# About¶

**Entry:** Data Science society Datathlon 2018
**Case:** SAP Case
**Dataset:** available here
**Authors:** Hristo Piyankov (hpiyankov@gmail.com)
**Notes:** not all caclulations and graphs are carried out in python, due to time constraints

# Business understanding¶

Goal of the study is to udnerstand drivers behind sales up-lift with relation to the company's own pricing strategies, promostions and competitors.'Identify possible action points for optimisation of sales and revenue.

# Data understading¶

## Sample¶

Sample from the provided dataset with basic statistics is shown below

```
import pandas as pd
```

```
path = "/home/hpiyankov/Documents/Datathlon/Datathlon 2018/"
df = pd.read_excel(path+"data.xlsx")
```

```
df.info()
```

```
df.head()
```

## Observations¶

Data consist of company's price and sales volumes data, on a weekly level, promotion information, plus information for 7 competiors and their pricing. Data is rather scarce at only 146 observations.

# Data preparation¶

## Basic modifications¶

Needed data modifications:

- Competitors data is coded as 0 for missing data. Those need to be recoded to nulls and proper aggregations done.
- Type of promition to be recoded to dummy variables.We have 5 promitions and months with no promitions, thus 5 dummy variables are created:PROMOTION_A...PRMOMOTION_E.

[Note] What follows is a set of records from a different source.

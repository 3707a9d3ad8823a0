//! Explainability trace synthesis.
//!
//! Decision ids are routed to a closed set of decision categories through a
//! registered keyword table, and each category carries its own memory-ref
//! and pattern templates. Trust history is synthesized from the current
//! trust level as two deterministic points (~14 and ~3 days ago); there is
//! no durable trust-history log in this core, so the synthetic curve stands
//! in until one exists. The call sites are isolated so an append-only log
//! can replace them wholesale.

use chrono::{Duration, Utc};
use tandem_core::{
    EmotionalState, ExplainabilityBinding, MemoryLayer, MemoryRef, RelationshipProfile,
    TrustHistoryPoint,
};

/// Closed set of decision categories the coach can explain.
#[derive(Debug, Clone, Copy, PartialEq, Eq)]
pub enum DecisionCategory {
    Plateau,
    HabitBreak,
    ReturnAfterPause,
    CalorieOverTarget,
    WorkoutMilestone,
    General,
}

/// Keyword routing table: first row whose keyword appears in the decision id
/// wins. Registered here rather than scattered as ad hoc substring checks.
const CATEGORY_ROUTES: &[(&[&str], DecisionCategory)] = &[
    (&["plateau", "stall"], DecisionCategory::Plateau),
    (&["habit_broken", "habit", "relapse"], DecisionCategory::HabitBreak),
    (
        &["returned_after_pause", "return", "pause", "comeback"],
        DecisionCategory::ReturnAfterPause,
    ),
    (
        &["calorie_over", "over_target", "day_completed"],
        DecisionCategory::CalorieOverTarget,
    ),
    (
        &["workout_completed", "workout", "strength", "streak"],
        DecisionCategory::WorkoutMilestone,
    ),
];

const PAIN_VOCAB: &[&str] = &["pain", "injury", "hurt"];
const FATIGUE_VOCAB: &[&str] = &["fatigue", "overload", "exhaust"];

impl DecisionCategory {
    pub fn from_decision_id(decision_id: &str) -> Self {
        let id = decision_id.to_lowercase();
        for (keywords, category) in CATEGORY_ROUTES {
            if keywords.iter().any(|k| id.contains(k)) {
                return *category;
            }
        }
        DecisionCategory::General
    }
}

/// One registered memory-reference template.
struct RefTemplate {
    summary: &'static str,
    days_ago: i64,
    layer: MemoryLayer,
    tags: &'static [&'static str],
}

fn ref_templates(category: DecisionCategory) -> &'static [RefTemplate] {
    match category {
        DecisionCategory::Plateau => &[
            RefTemplate {
                summary: "Weight held steady for 12 days while logging stayed consistent",
                days_ago: 12,
                layer: MemoryLayer::Pattern,
                tags: &["plateau", "weight"],
            },
            RefTemplate {
                summary: "Previous plateau resolved after a small calorie adjustment",
                days_ago: 47,
                layer: MemoryLayer::Episodic,
                tags: &["plateau", "adjustment"],
            },
        ],
        DecisionCategory::HabitBreak => &[
            RefTemplate {
                summary: "A kept habit streak of 9 days before the break",
                days_ago: 2,
                layer: MemoryLayer::Episodic,
                tags: &["habit", "streak"],
            },
            RefTemplate {
                summary: "Past habit breaks were followed by a return within 3 days",
                days_ago: 30,
                layer: MemoryLayer::Pattern,
                tags: &["habit", "recovery"],
            },
        ],
        DecisionCategory::ReturnAfterPause => &[
            RefTemplate {
                summary: "Last session before the pause ended on a completed plan day",
                days_ago: 9,
                layer: MemoryLayer::Episodic,
                tags: &["pause", "return"],
            },
            RefTemplate {
                summary: "Earlier comebacks started strongest with light sessions",
                days_ago: 60,
                layer: MemoryLayer::Pattern,
                tags: &["comeback", "pacing"],
            },
        ],
        DecisionCategory::CalorieOverTarget => &[
            RefTemplate {
                summary: "Calorie target exceeded on 2 of the last 7 days",
                days_ago: 1,
                layer: MemoryLayer::Pattern,
                tags: &["calories", "target"],
            },
            RefTemplate {
                summary: "Weekly average stayed within the adjusted range",
                days_ago: 7,
                layer: MemoryLayer::Semantic,
                tags: &["calories", "weekly"],
            },
        ],
        DecisionCategory::WorkoutMilestone => &[
            RefTemplate {
                summary: "Strength numbers improved across the last three sessions",
                days_ago: 4,
                layer: MemoryLayer::Pattern,
                tags: &["workout", "strength"],
            },
            RefTemplate {
                summary: "A personal record on the same lift six weeks ago",
                days_ago: 42,
                layer: MemoryLayer::Episodic,
                tags: &["workout", "pr"],
            },
        ],
        DecisionCategory::General => &[RefTemplate {
            summary: "Recent activity shows steady engagement",
            days_ago: 3,
            layer: MemoryLayer::Semantic,
            tags: &["general"],
        }],
    }
}

fn pattern_matches(category: DecisionCategory) -> Vec<String> {
    let patterns: &[&str] = match category {
        DecisionCategory::Plateau => &["progress_plateau", "consistent_logging"],
        DecisionCategory::HabitBreak => &["habit_interruption", "quick_rebound_history"],
        DecisionCategory::ReturnAfterPause => &["engagement_gap", "successful_comeback"],
        DecisionCategory::CalorieOverTarget => &["intake_variance", "weekly_balance"],
        DecisionCategory::WorkoutMilestone => &["strength_trend", "session_completion"],
        DecisionCategory::General => &["steady_engagement"],
    };
    patterns.iter().map(|p| p.to_string()).collect()
}

/// Two deterministic trust-curve points derived from the current level.
/// Known simplification: no durable trust-history log exists in this core.
fn synthetic_trust_history(trust_level: u8) -> Vec<TrustHistoryPoint> {
    let now = Utc::now();
    vec![
        TrustHistoryPoint {
            timestamp: now - Duration::days(14),
            delta: 3,
            trust_level: trust_level.saturating_sub(5),
            reason: "consistent_logging".to_string(),
        },
        TrustHistoryPoint {
            timestamp: now - Duration::days(3),
            delta: 2,
            trust_level,
            reason: "completed_planned_workout".to_string(),
        },
    ]
}

/// Safety flags derived from the decision id's own vocabulary.
fn safety_flags_for(decision_id: &str) -> Vec<String> {
    let id = decision_id.to_lowercase();
    let mut flags = Vec::new();
    if PAIN_VOCAB.iter().any(|w| id.contains(w)) {
        flags.push("pain".to_string());
    }
    if FATIGUE_VOCAB.iter().any(|w| id.contains(w)) {
        flags.push("fatigue".to_string());
    }
    flags
}

/// Synthesize the full binding for a decision against the given profile.
pub fn synthesize(decision_id: &str, profile: &RelationshipProfile) -> ExplainabilityBinding {
    let category = DecisionCategory::from_decision_id(decision_id);
    let now = Utc::now();

    let memory_refs = ref_templates(category)
        .iter()
        .enumerate()
        .map(|(i, t)| MemoryRef {
            ref_id: format!("mem_{}_{}", decision_id, i),
            summary: t.summary.to_string(),
            occurred_at: now - Duration::days(t.days_ago),
            layer: t.layer,
            tags: t.tags.iter().map(|s| s.to_string()).collect(),
        })
        .collect();

    ExplainabilityBinding {
        decision_id: decision_id.to_string(),
        memory_refs,
        trust_history: synthetic_trust_history(profile.trust_level),
        emotional_state: emotional_state_for(profile),
        safety_flags: safety_flags_for(decision_id),
        pattern_matches: pattern_matches(category),
    }
}

fn emotional_state_for(profile: &RelationshipProfile) -> EmotionalState {
    if profile.safety_mode {
        EmotionalState::Cautious
    } else {
        profile.emotional_state
    }
}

## Outliers and normalization¶

```
from IPython.display import Image
from IPython.core.display import HTML
Image(filename = path+"BoxPlt.png", width=800, height=600)
```

The data is not signifficantly dispersed and the averages of the boxplots, are well within 3-4x of each other. There are a few outliers, but they are not too far off the averages. Based on this, neither normalization, nor outlier handling is really nessecary.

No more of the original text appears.